● Saved data entries
○ ○ ○
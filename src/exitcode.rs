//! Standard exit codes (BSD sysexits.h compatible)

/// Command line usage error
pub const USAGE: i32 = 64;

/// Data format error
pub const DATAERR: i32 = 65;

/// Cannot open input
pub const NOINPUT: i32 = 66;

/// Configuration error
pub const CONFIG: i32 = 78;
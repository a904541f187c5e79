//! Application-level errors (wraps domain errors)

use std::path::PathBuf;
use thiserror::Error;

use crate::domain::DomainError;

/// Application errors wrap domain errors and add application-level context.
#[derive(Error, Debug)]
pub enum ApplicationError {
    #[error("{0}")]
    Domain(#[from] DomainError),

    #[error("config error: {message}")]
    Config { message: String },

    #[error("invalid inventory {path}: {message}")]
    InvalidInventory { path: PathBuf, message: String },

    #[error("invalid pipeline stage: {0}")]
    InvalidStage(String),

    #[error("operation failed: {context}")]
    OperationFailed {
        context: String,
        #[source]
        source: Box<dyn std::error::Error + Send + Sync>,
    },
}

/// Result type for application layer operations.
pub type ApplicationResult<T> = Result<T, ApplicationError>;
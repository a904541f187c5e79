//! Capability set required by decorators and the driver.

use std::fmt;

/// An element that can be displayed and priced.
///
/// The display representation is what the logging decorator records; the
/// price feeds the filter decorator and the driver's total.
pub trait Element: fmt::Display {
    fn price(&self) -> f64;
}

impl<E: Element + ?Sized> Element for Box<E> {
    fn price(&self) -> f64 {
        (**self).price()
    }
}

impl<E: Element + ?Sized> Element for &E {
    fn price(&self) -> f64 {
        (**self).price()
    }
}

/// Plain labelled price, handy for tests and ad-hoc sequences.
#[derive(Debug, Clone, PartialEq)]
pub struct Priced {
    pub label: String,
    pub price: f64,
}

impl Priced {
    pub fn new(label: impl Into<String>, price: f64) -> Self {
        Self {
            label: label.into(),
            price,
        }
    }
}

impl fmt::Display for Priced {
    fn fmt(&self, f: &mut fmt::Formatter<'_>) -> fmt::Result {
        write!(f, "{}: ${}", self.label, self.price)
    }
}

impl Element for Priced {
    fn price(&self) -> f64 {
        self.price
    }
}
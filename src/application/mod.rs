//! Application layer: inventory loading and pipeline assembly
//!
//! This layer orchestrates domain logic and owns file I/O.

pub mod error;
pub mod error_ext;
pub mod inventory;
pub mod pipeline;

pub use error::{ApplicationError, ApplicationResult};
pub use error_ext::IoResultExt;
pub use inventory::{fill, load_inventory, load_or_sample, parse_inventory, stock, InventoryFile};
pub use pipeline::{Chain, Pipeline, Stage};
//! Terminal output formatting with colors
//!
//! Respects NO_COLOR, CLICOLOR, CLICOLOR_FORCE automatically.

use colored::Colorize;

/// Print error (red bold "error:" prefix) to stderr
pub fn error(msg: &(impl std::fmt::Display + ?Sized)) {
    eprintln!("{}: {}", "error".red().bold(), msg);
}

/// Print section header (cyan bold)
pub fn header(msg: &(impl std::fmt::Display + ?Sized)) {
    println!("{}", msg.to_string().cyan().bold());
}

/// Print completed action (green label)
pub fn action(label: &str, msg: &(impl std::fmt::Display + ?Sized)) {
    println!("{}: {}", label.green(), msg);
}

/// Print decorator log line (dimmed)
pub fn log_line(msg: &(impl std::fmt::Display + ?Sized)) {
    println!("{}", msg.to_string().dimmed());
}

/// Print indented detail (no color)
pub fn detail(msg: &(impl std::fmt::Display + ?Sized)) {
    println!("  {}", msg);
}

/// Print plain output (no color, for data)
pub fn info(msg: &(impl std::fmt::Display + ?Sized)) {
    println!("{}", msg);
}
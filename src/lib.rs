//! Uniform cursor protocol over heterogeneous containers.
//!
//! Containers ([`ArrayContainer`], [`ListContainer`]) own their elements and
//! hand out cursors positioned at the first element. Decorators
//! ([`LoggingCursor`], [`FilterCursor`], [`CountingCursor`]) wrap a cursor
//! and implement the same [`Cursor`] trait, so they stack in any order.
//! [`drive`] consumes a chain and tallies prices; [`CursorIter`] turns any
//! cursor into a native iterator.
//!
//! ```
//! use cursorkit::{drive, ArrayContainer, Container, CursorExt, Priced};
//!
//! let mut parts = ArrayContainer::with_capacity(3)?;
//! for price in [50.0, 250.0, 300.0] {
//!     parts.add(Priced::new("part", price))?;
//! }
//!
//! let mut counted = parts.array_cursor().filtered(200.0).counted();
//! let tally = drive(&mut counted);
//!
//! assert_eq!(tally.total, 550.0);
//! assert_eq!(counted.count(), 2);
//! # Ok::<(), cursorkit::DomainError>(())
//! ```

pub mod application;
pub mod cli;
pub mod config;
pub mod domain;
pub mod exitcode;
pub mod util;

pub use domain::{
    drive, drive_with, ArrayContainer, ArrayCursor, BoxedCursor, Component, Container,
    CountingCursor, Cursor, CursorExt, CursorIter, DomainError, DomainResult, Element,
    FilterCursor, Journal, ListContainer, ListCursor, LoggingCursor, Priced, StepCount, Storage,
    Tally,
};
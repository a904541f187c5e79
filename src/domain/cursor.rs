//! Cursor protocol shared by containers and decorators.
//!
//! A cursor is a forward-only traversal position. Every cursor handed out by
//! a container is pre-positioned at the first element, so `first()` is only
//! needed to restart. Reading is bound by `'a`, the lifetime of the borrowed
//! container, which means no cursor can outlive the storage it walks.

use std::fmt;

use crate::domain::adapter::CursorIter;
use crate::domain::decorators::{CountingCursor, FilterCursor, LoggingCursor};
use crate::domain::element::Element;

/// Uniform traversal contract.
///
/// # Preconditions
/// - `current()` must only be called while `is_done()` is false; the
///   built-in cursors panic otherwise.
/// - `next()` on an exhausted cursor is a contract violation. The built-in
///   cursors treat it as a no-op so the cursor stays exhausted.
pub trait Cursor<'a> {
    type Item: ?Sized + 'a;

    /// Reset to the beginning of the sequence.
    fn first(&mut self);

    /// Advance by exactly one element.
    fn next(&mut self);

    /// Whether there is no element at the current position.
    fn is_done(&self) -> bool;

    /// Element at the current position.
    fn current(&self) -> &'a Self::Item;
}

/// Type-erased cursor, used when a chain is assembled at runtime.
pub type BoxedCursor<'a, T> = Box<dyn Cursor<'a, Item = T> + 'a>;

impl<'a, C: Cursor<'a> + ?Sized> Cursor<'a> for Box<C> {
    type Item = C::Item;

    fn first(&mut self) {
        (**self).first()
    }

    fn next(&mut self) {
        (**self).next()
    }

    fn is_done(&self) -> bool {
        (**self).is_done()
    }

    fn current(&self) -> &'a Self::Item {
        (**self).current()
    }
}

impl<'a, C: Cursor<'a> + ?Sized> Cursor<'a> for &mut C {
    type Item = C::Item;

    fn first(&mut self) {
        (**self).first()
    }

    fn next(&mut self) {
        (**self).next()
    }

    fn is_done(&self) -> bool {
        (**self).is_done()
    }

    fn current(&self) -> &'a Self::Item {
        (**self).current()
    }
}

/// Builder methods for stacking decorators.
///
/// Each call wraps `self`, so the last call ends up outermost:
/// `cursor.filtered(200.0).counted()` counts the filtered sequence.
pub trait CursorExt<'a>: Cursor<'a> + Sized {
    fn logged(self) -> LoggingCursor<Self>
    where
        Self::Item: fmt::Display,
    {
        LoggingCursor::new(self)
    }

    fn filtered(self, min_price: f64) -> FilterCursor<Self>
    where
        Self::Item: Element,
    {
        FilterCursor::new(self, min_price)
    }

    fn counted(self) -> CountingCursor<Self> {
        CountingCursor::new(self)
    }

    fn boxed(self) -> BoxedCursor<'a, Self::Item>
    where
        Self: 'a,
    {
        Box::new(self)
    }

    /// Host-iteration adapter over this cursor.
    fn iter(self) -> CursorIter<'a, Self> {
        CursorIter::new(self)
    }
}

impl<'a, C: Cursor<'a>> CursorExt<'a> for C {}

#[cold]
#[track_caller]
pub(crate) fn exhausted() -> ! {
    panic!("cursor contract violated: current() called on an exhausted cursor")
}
○ ○ ○
All that belongs in the answer is the run of lines above from the line containing "consumes a chain" through the line containing "is false; the", exactly as written.

//! [`drive`] consumes a chain and tallies prices; [`CursorIter`] turns any
//! cursor into a native iterator.
//!
//! ```
//! use cursorkit::{drive, ArrayContainer, Container, CursorExt, Priced};
//!
//! let mut parts = ArrayContainer::with_capacity(3)?;
//! for price in [50.0, 250.0, 300.0] {
//!     parts.add(Priced::new("part", price))?;
//! }
//!
//! let mut counted = parts.array_cursor().filtered(200.0).counted();
//! let tally = drive(&mut counted);
//!
//! assert_eq!(tally.total, 550.0);
//! assert_eq!(counted.count(), 2);
//! # Ok::<(), cursorkit::DomainError>(())
//! ```

pub mod application;
pub mod cli;
pub mod config;
pub mod domain;
pub mod exitcode;
pub mod util;

pub use domain::{
    drive, drive_with, ArrayContainer, ArrayCursor, BoxedCursor, Component, Container,
    CountingCursor, Cursor, CursorExt, CursorIter, DomainError, DomainResult, Element,
    FilterCursor, Journal, ListContainer, ListCursor, LoggingCursor, Priced, StepCount, Storage,
    Tally,
};
repository a904541f187c5e79
filename src/domain/cursor.rs
//! Cursor protocol shared by containers and decorators.
//!
//! A cursor is a forward-only traversal position. Every cursor handed out by
//! a container is pre-positioned at the first element, so `first()` is only
//! needed to restart. Reading is bound by `'a`, the lifetime of the borrowed
//! container, which means no cursor can outlive the storage it walks.

use std::fmt;

use crate::domain::adapter::CursorIter;
use crate::domain::decorators::{CountingCursor, FilterCursor, LoggingCursor};
use crate::domain::element::Element;

/// Uniform traversal contract.
///
/// # Preconditions
/// - `current()` must only be called while `is_done()` is false; the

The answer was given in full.